ABOUT THIS TASK –
Pull every line with "TextEmbedding" from the data.

Saved entries:
= Beginning of Section =

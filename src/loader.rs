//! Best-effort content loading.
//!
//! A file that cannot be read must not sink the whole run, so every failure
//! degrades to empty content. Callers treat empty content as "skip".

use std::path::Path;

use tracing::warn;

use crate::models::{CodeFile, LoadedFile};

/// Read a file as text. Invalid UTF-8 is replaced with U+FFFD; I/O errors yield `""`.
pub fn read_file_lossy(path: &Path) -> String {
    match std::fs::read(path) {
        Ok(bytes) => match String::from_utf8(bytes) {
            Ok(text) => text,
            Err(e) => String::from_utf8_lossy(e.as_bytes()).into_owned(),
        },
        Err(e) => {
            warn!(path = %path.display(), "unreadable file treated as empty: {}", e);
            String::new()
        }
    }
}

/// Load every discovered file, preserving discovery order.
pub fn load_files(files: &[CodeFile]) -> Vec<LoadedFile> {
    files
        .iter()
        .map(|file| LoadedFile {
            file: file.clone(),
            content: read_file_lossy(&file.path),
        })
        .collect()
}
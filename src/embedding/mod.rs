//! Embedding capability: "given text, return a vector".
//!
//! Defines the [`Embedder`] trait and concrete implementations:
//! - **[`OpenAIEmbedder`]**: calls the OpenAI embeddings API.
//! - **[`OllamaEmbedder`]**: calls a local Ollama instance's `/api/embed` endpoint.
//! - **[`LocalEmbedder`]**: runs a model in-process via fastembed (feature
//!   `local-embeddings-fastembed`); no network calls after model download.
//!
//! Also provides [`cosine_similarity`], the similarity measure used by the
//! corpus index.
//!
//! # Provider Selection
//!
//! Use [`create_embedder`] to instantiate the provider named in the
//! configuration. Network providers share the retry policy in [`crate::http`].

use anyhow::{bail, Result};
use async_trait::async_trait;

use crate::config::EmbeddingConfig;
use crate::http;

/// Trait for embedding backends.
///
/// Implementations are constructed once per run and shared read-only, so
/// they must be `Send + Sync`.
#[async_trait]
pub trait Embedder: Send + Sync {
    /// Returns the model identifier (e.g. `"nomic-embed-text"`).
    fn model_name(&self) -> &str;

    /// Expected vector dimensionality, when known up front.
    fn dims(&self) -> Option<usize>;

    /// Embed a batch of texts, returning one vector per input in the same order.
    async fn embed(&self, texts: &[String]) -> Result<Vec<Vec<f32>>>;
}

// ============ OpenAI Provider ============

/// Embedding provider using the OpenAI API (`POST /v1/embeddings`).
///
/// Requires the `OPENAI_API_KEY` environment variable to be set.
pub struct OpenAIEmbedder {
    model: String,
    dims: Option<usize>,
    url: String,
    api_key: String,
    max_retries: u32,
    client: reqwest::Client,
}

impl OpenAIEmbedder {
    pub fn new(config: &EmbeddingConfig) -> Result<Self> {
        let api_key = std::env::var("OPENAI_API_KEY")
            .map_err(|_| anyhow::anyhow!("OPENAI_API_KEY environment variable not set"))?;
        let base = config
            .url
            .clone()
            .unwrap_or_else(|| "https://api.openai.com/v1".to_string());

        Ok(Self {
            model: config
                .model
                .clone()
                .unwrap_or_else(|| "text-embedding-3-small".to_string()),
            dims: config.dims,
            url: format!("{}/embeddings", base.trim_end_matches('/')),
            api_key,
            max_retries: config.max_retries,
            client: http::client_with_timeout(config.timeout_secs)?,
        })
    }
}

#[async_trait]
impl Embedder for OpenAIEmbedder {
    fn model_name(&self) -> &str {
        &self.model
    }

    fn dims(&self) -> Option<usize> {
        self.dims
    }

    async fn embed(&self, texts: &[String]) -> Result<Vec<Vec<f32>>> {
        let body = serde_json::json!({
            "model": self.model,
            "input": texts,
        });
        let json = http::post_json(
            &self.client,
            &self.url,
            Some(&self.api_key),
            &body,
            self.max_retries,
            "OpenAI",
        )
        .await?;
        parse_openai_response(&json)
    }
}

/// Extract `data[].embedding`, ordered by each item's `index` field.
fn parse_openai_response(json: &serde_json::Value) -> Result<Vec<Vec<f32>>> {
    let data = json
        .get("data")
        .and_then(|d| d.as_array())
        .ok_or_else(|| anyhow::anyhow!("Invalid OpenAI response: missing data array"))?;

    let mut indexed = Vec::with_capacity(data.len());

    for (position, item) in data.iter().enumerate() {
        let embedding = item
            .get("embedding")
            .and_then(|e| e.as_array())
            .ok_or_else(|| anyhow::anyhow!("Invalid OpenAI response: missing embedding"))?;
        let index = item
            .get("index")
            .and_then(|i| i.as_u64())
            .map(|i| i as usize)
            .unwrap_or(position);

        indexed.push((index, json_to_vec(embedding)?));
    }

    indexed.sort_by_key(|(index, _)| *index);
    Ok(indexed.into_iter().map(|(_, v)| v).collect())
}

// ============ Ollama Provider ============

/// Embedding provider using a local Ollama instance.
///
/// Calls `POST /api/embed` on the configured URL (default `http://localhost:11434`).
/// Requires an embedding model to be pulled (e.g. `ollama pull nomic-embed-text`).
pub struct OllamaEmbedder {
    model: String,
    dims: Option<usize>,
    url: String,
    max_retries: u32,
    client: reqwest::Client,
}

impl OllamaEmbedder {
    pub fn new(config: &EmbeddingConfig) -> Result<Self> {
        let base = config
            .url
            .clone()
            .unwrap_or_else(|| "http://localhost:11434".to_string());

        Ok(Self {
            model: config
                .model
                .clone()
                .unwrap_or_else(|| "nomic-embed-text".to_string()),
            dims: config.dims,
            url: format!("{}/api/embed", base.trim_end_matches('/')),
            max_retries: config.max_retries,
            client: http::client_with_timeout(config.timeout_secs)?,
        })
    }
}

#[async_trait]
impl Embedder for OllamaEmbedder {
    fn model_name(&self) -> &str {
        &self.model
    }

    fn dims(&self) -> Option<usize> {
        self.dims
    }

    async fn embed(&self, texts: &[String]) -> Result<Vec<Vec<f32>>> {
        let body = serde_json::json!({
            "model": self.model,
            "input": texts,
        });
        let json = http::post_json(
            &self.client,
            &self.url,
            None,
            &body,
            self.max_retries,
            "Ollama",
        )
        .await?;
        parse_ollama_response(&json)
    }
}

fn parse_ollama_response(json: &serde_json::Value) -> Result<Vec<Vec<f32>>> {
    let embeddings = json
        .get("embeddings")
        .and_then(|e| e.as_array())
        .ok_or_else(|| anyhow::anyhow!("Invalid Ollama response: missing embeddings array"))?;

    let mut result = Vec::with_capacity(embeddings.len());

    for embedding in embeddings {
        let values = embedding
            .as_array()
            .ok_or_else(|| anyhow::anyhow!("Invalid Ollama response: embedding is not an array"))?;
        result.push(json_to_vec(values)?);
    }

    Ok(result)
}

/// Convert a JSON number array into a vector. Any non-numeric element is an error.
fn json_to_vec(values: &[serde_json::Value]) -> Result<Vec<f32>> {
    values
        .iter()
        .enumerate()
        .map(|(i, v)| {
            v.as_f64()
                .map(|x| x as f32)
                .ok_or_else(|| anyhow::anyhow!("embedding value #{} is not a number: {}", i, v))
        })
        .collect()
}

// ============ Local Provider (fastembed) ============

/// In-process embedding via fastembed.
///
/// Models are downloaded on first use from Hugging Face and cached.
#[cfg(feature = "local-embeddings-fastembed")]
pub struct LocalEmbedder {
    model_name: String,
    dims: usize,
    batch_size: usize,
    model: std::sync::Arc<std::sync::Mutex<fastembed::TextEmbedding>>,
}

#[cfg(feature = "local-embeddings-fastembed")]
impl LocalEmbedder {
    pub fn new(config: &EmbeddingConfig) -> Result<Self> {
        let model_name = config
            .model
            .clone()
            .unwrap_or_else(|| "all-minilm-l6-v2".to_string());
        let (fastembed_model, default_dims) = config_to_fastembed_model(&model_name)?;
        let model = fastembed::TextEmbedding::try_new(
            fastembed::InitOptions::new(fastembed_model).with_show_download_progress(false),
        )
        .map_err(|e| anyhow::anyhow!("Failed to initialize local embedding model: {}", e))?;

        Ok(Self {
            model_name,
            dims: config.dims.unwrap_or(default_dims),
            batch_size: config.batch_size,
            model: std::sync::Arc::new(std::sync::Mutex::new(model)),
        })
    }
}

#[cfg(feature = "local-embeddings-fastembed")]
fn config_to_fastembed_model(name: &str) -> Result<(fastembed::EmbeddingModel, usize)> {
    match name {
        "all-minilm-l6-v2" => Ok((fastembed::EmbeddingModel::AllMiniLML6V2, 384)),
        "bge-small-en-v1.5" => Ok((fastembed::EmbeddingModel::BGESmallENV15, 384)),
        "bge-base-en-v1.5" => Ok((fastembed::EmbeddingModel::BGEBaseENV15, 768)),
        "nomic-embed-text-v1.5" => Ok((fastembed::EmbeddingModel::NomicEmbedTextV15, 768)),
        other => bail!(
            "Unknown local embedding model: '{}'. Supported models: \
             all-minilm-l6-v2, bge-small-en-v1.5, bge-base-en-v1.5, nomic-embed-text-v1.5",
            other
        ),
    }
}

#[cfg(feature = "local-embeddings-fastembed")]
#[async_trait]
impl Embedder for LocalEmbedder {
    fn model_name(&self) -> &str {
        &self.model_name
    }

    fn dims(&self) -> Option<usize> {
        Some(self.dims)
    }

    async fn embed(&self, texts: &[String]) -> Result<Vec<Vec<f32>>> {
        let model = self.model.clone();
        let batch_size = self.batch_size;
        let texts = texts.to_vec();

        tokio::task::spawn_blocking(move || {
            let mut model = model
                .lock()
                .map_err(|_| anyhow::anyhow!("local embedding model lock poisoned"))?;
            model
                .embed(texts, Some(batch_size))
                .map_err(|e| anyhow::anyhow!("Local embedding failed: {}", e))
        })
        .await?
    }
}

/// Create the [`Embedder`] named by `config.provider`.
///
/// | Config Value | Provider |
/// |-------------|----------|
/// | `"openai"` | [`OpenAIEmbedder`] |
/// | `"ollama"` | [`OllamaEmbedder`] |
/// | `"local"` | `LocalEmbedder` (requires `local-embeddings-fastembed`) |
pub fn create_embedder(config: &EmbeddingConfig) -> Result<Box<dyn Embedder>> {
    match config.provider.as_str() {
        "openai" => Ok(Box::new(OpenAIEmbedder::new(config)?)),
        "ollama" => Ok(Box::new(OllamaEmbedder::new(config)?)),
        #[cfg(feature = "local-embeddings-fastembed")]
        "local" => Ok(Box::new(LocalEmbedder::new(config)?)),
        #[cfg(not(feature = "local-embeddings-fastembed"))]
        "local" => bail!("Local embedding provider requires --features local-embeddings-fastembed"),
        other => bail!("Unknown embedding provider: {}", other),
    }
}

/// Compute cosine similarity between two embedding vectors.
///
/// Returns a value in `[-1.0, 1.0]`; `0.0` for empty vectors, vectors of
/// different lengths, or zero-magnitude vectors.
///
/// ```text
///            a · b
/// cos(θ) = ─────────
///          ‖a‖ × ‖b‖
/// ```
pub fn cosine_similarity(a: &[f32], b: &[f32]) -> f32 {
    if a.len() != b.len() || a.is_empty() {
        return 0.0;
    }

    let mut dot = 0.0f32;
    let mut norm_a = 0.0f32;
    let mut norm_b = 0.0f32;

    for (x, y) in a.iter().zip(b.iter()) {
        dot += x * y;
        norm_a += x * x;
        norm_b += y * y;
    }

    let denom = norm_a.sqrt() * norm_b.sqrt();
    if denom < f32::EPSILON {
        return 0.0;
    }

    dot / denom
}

= End of Section =

SOLUTION –
    model: std::sync::Arc<std::sync::Mutex<fastembed::TextEmbedding>>,
        let model = fastembed::TextEmbedding::try_new(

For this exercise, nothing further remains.